Pemerintah Amerika Serikat kembali terjerembap dalam government shutdown, sebuah kondisi yang secara langsung mengguncang fondasi transparansi data ekonomi nasional. Imbasnya terasa seketika, terutama dengan batalnya perilisan laporan ketenagakerjaan bulanan yang sangat dinanti dari Bureau of Labor Statistics (BLS) pada Jumat (3/10/2025) sesuai jadwal. Penundaan krusial ini sontak memicu beragam pertanyaan serius mengenai kesehatan pasar tenaga kerja AS yang belakangan menunjukkan sinyal perlambatan.
Sebelum government shutdown ini, sinyal perlambatan sudah mulai terlihat. Hingga Agustus 2025, data ekonomi mengindikasikan bahwa pasar kerja mulai kehilangan momentumnya. Bahkan, revisi terakhir menunjukkan bahwa ekonomi sempat mengalami kehilangan lapangan kerja pada Juni, yang menyebabkan tingkat pengangguran naik menjadi 4,3 persen. Laporan independen turut memperkuat kekhawatiran ini; ADP mencatat bahwa pengusaha swasta memangkas 32 ribu posisi pada September, sementara data dari Challenger, Gray & Christmas mengungkap bahwa rencana perekrutan mencapai titik terendah sejak 2009.
Situasi ini menciptakan apa yang disebut Kepala Ekonom AS di Oxford Economics, Ryan Sweet, sebagai “kabut data” bagi Federal Reserve (The Fed).
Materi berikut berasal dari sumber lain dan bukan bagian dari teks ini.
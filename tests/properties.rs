//! Property tests over the simulation core

use proptest::prelude::*;

use sky_climb::consts::PLAYER_SIZE;
use sky_climb::sim::physics::wrap_x;
use sky_climb::sim::platforms::platform_width;
use sky_climb::sim::{
    GamePhase, InputState, RunState, Session, generate_platforms, rng_for_seed, tick,
};
use sky_climb::{Tuning, reward_for};

fn tuning() -> Tuning {
    Tuning::for_canvas(400.0, 700.0)
}

fn inputs(max_len: usize) -> impl Strategy<Value = Vec<InputState>> {
    prop::collection::vec(
        (any::<bool>(), any::<bool>(), any::<bool>())
            .prop_map(|(l, r, j)| InputState::horizontal(l, r).with_jump(j)),
        0..max_len,
    )
}

proptest! {
    #[test]
    fn level_is_a_pure_function_of_the_seed(seed in any::<u64>()) {
        let t = tuning();
        let a = generate_platforms(&t, &mut rng_for_seed(seed));
        let b = generate_platforms(&t, &mut rng_for_seed(seed));
        prop_assert_eq!(a, b);
    }

    #[test]
    fn level_climbs_and_narrows(seed in any::<u64>()) {
        let t = tuning();
        let platforms = generate_platforms(&t, &mut rng_for_seed(seed));
        prop_assert_eq!(platforms.len(), t.platform_count as usize + 1);

        for (i, pair) in platforms.windows(2).enumerate() {
            let gap = pair[0].y - pair[1].y;
            prop_assert!(gap >= t.gap_min - 1e-3, "gap {} at {}", gap, i + 1);
            prop_assert!(gap <= t.gap_min + t.gap_range + 1e-3, "gap {} at {}", gap, i + 1);
        }

        for (i, p) in platforms.iter().enumerate().skip(1) {
            prop_assert_eq!(p.width, platform_width(&t, i as u32));
            prop_assert!(p.width >= t.min_width);
            prop_assert!(p.x >= 0.0);
            prop_assert!(p.x + p.width <= t.canvas_width + 1e-3);
        }
    }

    #[test]
    fn wrap_stays_inside_the_band(x in -2000.0f32..2000.0, width in 160.0f32..1200.0) {
        let wrapped = wrap_x(x, width);
        prop_assert!(wrapped >= -PLAYER_SIZE);
        prop_assert!(wrapped <= width);
        if (-PLAYER_SIZE..=width).contains(&x) {
            prop_assert_eq!(wrapped, x);
        }
    }

    #[test]
    fn score_and_combo_never_decrease(seed in any::<u64>(), script in inputs(600)) {
        let mut session = Session::new(tuning(), seed);
        session.start();

        let mut last = session.last_result();
        for input in &script {
            let result = session.tick_with(input);
            prop_assert!(result.score >= last.score);
            prop_assert!(result.combo >= last.combo);
            if last.phase == GamePhase::Over {
                prop_assert_eq!(result, last);
            }
            last = result;
        }
    }

    #[test]
    fn grounded_body_rests_on_a_platform(seed in any::<u64>(), script in inputs(300)) {
        let mut session = Session::new(tuning(), seed);
        session.start();

        for input in &script {
            session.tick_with(input);
            let Some(run) = session.run() else { break };
            prop_assert!(run.camera.offset_y() >= 0.0);
            if run.player.grounded {
                let bottom = run.player.bottom();
                prop_assert!(
                    run.platforms.iter().any(|p| (p.y - bottom).abs() < 1e-3),
                    "grounded at {} with no platform there",
                    bottom
                );
                prop_assert_eq!(run.player.vel.y, 0.0);
            }
        }
    }

    #[test]
    fn finished_run_pays_the_combo_reward(
        score in 0u32..100_000,
        combo in 0u32..10_000,
        script in inputs(40),
    ) {
        // Nothing to land on, so the body drops out of view within a few dozen ticks
        let mut run = RunState::new(0, tuning(), Vec::new());
        run.scoreboard.score = score;
        run.scoreboard.combo = combo;

        let mut summary = None;
        for input in script.iter().chain(std::iter::repeat(&InputState::NONE)).take(200) {
            summary = tick(&mut run, input).game_over;
            if summary.is_some() {
                break;
            }
        }

        let summary = summary.expect("run never ended");
        prop_assert_eq!(summary.score, score);
        prop_assert_eq!(summary.combo, combo);
        prop_assert_eq!(summary.reward, reward_for(score, combo, 0.1));
        prop_assert_eq!(summary.ticks, run.time_ticks);
    }
}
Artinya, bank sentral Amerika Serikat kini harus mengambil keputusan vital mengenai arah kebijakan moneter dengan informasi yang sangat terbatas. Absennya data ekonomi yang akurat, terutama dari sektor ketenagakerjaan, menempatkan The Fed dalam posisi dilematis untuk menentukan langkah berikutnya.
Padahal, The Fed baru saja memangkas suku bunga pada September sebagai respons terhadap perlambatan ekonomi dan dijadwalkan akan kembali bersidang pada akhir Oktober untuk menentukan langkah selanjutnya. Tanpa data ketenagakerjaan dan inflasi yang akurat dan tepat waktu, keputusan yang diambil berisiko tinggi menjadi kurang tepat sasaran. Konsekuensi dari hal ini bisa berdampak luas, mulai dari ketidakstabilan pasar keuangan hingga terkikisnya kepercayaan investor terhadap prospek ekonomi AS.
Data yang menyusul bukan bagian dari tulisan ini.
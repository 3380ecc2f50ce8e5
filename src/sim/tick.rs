//! Fixed-step simulation tick
//!
//! Advances a running run by exactly one frame. Step order is fixed:
//! input sampling (jump), body integration, landing and scoring, camera,
//! then the fall-out check against the camera offset from before this tick.

use super::collision::{has_fallen_out, resolve_landing, score_landing};
use super::input::InputState;
use super::physics::{step_body, try_jump};
use super::state::{GameEvent, GameOverSummary, RunState};

/// What happened during one tick
#[derive(Debug, Clone, Default, PartialEq)]
pub struct TickReport {
    pub events: Vec<GameEvent>,
    /// Set on the tick the run ends
    pub game_over: Option<GameOverSummary>,
}

/// Advance the run by one fixed step
pub fn tick(run: &mut RunState, input: &InputState) -> TickReport {
    let mut report = TickReport::default();
    let tuning = run.tuning;

    // Jump fires on the press edge only
    let jump_pressed = input.jump && !run.jump_was_held;
    run.jump_was_held = input.jump;
    if jump_pressed && try_jump(&mut run.player, &tuning) {
        report.events.push(GameEvent::Jumped);
    }

    step_body(&mut run.player, input, &tuning);

    if let Some(landing) = resolve_landing(&mut run.player, &run.platforms, &tuning) {
        report.events.push(GameEvent::Landed {
            platform_index: landing.platform_index,
        });
        if score_landing(&mut run.scoreboard, &landing) {
            log::debug!(
                "New height {}m (combo {}) at tick {}",
                run.scoreboard.score,
                run.scoreboard.combo,
                run.time_ticks
            );
            report.events.push(GameEvent::NewHeight {
                score: run.scoreboard.score,
                combo: run.scoreboard.combo,
            });
        }
    }

    let previous_offset = run.camera.offset_y();
    run.camera.follow(
        run.player.pos.y,
        tuning.canvas_height,
        tuning.camera_anchor,
        tuning.camera_smoothing,
    );

    run.time_ticks += 1;

    if has_fallen_out(&run.player, previous_offset, &tuning) {
        let summary = GameOverSummary {
            score: run.scoreboard.score,
            combo: run.scoreboard.combo,
            reward: run.scoreboard.reward(tuning.combo_bonus),
            ticks: run.time_ticks,
        };
        report.events.push(GameEvent::GameOver {
            score: summary.score,
            reward: summary.reward,
        });
        report.game_over = Some(summary);
    }

    report
}

#[cfg(test)]
mod tests {
    use super::*;
    use crate::sim::platforms::{ScriptedRandom, generate_platforms};
    use crate::sim::state::Platform;
    use crate::tuning::Tuning;
    use glam::Vec2;

    fn run_with(platforms: Vec<Platform>) -> RunState {
        RunState::new(0, Tuning::for_canvas(400.0, 700.0), platforms)
    }

    #[test]
    fn test_spawn_falls_onto_ground() {
        let tuning = Tuning::for_canvas(400.0, 700.0);
        let platforms = generate_platforms(&tuning, &mut ScriptedRandom::new([0.5]));
        let mut run = RunState::new(0, tuning, platforms);

        let mut landed_at = None;
        for t in 0..60 {
            let report = tick(&mut run, &InputState::NONE);
            assert!(report.game_over.is_none());
            if report.events.contains(&GameEvent::Landed { platform_index: 0 }) {
                landed_at = Some(t);
                break;
            }
        }
        assert!(landed_at.is_some());
        assert!(run.player.grounded);
        assert_eq!(run.player.pos.y, 650.0 - 80.0);
        assert_eq!(run.scoreboard.score, 5);
        assert_eq!(run.scoreboard.combo, 1);
    }

    #[test]
    fn test_jump_is_edge_triggered() {
        let mut run = run_with(vec![Platform::new(0.0, 650.0, 400.0)]);
        run.player.pos = Vec2::new(160.0, 570.0);
        run.player.grounded = true;

        let hold = InputState::NONE.with_jump(true);
        let report = tick(&mut run, &hold);
        assert_eq!(report.events, vec![GameEvent::Jumped]);
        assert!((run.player.vel.y + 15.2).abs() < 1e-5);

        // Holding does not re-fire; let the body come back down
        for _ in 0..60 {
            let report = tick(&mut run, &hold);
            assert!(!report.events.contains(&GameEvent::Jumped));
        }
        assert!(run.player.grounded);

        tick(&mut run, &InputState::NONE);
        let report = tick(&mut run, &hold);
        assert!(report.events.contains(&GameEvent::Jumped));
    }

    #[test]
    fn test_fall_out_ends_run_with_reward() {
        let mut run = run_with(Vec::new());
        run.scoreboard.score = 42;
        run.scoreboard.combo = 3;
        run.player.pos.y = 790.0;
        run.player.vel.y = 10.0;

        let report = tick(&mut run, &InputState::NONE);
        let summary = report.game_over.expect("run should end");
        assert_eq!(summary.score, 42);
        assert_eq!(summary.combo, 3);
        assert_eq!(summary.reward, (42.0 * (1.0 + 3.0 * 0.1_f64)).floor() as u64);
        assert!(matches!(report.events.last(), Some(GameEvent::GameOver { .. })));
    }

    #[test]
    fn test_termination_uses_previous_camera_offset() {
        let mut run = run_with(Vec::new());
        // The camera would move toward a large target this tick, but the
        // check must still use the offset of 0.
        run.player.pos.y = 790.0;
        run.player.vel.y = 10.2;
        let report = tick(&mut run, &InputState::NONE);
        assert!(run.camera.offset_y() > 0.0);
        assert!(report.game_over.is_some());
    }

    #[test]
    fn test_standing_still_keeps_score() {
        let mut run = run_with(vec![Platform::new(0.0, 650.0, 400.0)]);
        run.player.pos = Vec2::new(160.0, 570.0);
        run.player.grounded = true;
        for _ in 0..100 {
            let report = tick(&mut run, &InputState::NONE);
            assert!(report.game_over.is_none());
        }
        assert!(run.player.grounded);
        assert_eq!(run.scoreboard.score, 5);
        assert_eq!(run.scoreboard.combo, 1);
        assert_eq!(run.time_ticks, 100);
    }
}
Lebih dari sekadar data ketenagakerjaan, penundaan government shutdown juga berpotensi besar memengaruhi perilisan data inflasi September yang semula dijadwalkan pada 15 Oktober 2025. Keterlambatan ini memiliki efek domino yang signifikan, khususnya terhadap perhitungan Cost-of-Living Adjustment (COLA) 2026 bagi para penerima manfaat Social Security.
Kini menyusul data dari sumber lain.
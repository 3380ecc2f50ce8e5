//! Recorded runs
//!
//! A replay is the seed, the tuning and one input snapshot per tick. Because
//! the simulation is deterministic that is enough to reproduce a run exactly.
//! Levels that were not generated from the seed travel with the replay.

use serde::{Deserialize, Serialize};
use thiserror::Error;

use super::input::InputState;
use super::session::Session;
use super::state::{GamePhase, Platform, TickResult};
use crate::tuning::Tuning;

#[derive(Debug, Error)]
pub enum ReplayError {
    #[error("Invalid replay JSON: {0}")]
    Parse(#[from] serde_json::Error),
    #[error("IO error: {0}")]
    Io(#[from] std::io::Error),
}

#[derive(Debug, Clone, PartialEq, Serialize, Deserialize)]
pub struct Replay {
    pub seed: u64,
    pub tuning: Tuning,
    /// Recorded level, present when it was not drawn from `seed`
    #[serde(default, skip_serializing_if = "Option::is_none")]
    pub platforms: Option<Vec<Platform>>,
    pub inputs: Vec<InputState>,
}

/// Where a replayed run ended up
#[derive(Debug, Clone, Copy, PartialEq, Eq, Serialize, Deserialize)]
pub struct ReplayOutcome {
    pub result: TickResult,
    /// Present when the run reached `Over` within the recorded inputs
    pub reward: Option<u64>,
    pub ticks: u64,
}

impl Replay {
    pub fn from_json(json: &str) -> Result<Self, ReplayError> {
        let mut replay: Replay = serde_json::from_str(json)?;
        replay.tuning = replay.tuning.sanitized();
        Ok(replay)
    }

    pub fn to_json(&self) -> Result<String, ReplayError> {
        Ok(serde_json::to_string(self)?)
    }

    /// Re-simulate the run, stopping early if it ends before the inputs do
    pub fn run(&self) -> ReplayOutcome {
        let mut session = self.start_session();

        let mut result = session.last_result();
        for input in &self.inputs {
            result = session.tick_with(input);
            if result.phase == GamePhase::Over {
                break;
            }
        }

        ReplayOutcome {
            result,
            reward: session.summary().map(|s| s.reward),
            ticks: session.run().map(|r| r.time_ticks).unwrap_or(0),
        }
    }

    /// Per-tick results, for comparing two runs tick by tick
    pub fn trace(&self) -> Vec<TickResult> {
        let mut session = self.start_session();
        self.inputs
            .iter()
            .map(|input| session.tick_with(input))
            .collect()
    }

    fn start_session(&self) -> Session {
        let mut session = Session::new(self.tuning, self.seed);
        match &self.platforms {
            Some(platforms) => session.start_with_level(platforms.clone()),
            None => session.start(),
        }
        session
    }
}

#[cfg(test)]
mod tests {
    use super::*;
    use crate::sim::platforms::ScriptedRandom;

    fn sample_inputs() -> Vec<InputState> {
        (0..200)
            .map(|t| InputState {
                left: t % 50 < 10,
                right: (20..45).contains(&(t % 50)),
                jump: t % 25 == 12,
            })
            .collect()
    }

    #[test]
    fn test_replay_reproduces_recorded_session() {
        let mut session = Session::new(Tuning::default(), 77);
        session.set_recording(true);
        session.start();
        let mut last = session.last_result();
        for input in sample_inputs() {
            last = session.tick_with(&input);
        }

        let replay = session.replay().expect("recording enabled");
        assert_eq!(replay.inputs.len(), session.run().unwrap().time_ticks as usize);
        let outcome = replay.run();
        assert_eq!(outcome.result, last);
    }

    #[test]
    fn test_replay_json() {
        let replay = Replay {
            seed: 3,
            tuning: Tuning::default(),
            platforms: None,
            inputs: sample_inputs(),
        };
        let parsed = Replay::from_json(&replay.to_json().unwrap()).unwrap();
        assert_eq!(parsed.trace(), replay.trace());
    }

    #[test]
    fn test_scripted_level_travels_with_replay() {
        let mut session = Session::new(Tuning::default(), 77);
        session.set_recording(true);
        session.start_with_rng(&mut ScriptedRandom::new([0.5]));
        let live: Vec<TickResult> = sample_inputs()
            .iter()
            .map(|input| session.tick_with(input))
            .collect();

        let replay = session.replay().expect("recording enabled");
        assert_eq!(replay.platforms.as_deref(), Some(&session.run().unwrap().platforms[..]));

        let parsed = Replay::from_json(&replay.to_json().unwrap()).unwrap();
        assert_eq!(parsed.trace(), live);
        assert_eq!(parsed.run().result, session.last_result());
    }

    #[test]
    fn test_seeded_replay_omits_level() {
        let mut session = Session::new(Tuning::default(), 5);
        session.set_recording(true);
        session.start();
        session.tick();
        let replay = session.replay().expect("recording enabled");
        assert_eq!(replay.platforms, None);
        assert!(!replay.to_json().unwrap().contains("platforms"));
    }

    #[test]
    fn test_replay_rejects_garbage() {
        assert!(matches!(Replay::from_json("[1, 2"), Err(ReplayError::Parse(_))));
    }

    #[test]
    fn test_no_replay_without_recording() {
        let mut session = Session::new(Tuning::default(), 1);
        session.start();
        assert!(session.replay().is_none());
    }
}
Perhitungan COLA didasarkan pada rata-rata inflasi kuartal III (Juli–September), dan meskipun pembayaran pensiun tidak terdampak secara langsung, ketidakpastian mengenai besaran kenaikan manfaat ini bisa menimbulkan keresahan yang mendalam. Keresahan ini menyasar lebih dari 70 juta pensiunan dan penyandang disabilitas di Amerika Serikat yang sangat bergantung pada penyesuaian biaya hidup ini untuk menjaga daya beli mereka.
The Senior Citizens League sendiri telah memproyeksikan bahwa COLA 2026 akan berada di angka 2,7 persen, sedikit lebih tinggi dari angka 2,5 persen tahun ini, atau setara dengan tambahan sekitar 50 dolar AS per bulan. Namun, jika shutdown pemerintah terus berlanjut, pengumuman resmi bisa tertunda, sebagaimana pernah terjadi pada tahun 2013. Kala itu, rilis data ekonomi dan perhitungan COLA harus diundur hingga dua minggu.
Situasi ini secara tegas menegaskan bahwa government shutdown bukan sekadar urusan politik semata. Lebih dari itu, ia menimbulkan gelombang ketidakpastian yang luas, mencakup stabilitas ekonomi, arah kebijakan moneter, hingga kesejahteraan jutaan warga yang mengandalkan data resmi sebagai dasar pengambilan keputusan. Pada akhirnya, government shutdown adalah gangguan serius terhadap kejelasan data ekonomi yang sangat vital dan dibutuhkan oleh pasar, para pembuat kebijakan, hingga jutaan warga Amerika Serikat dalam menjalani kehidupan sehari-hari mereka.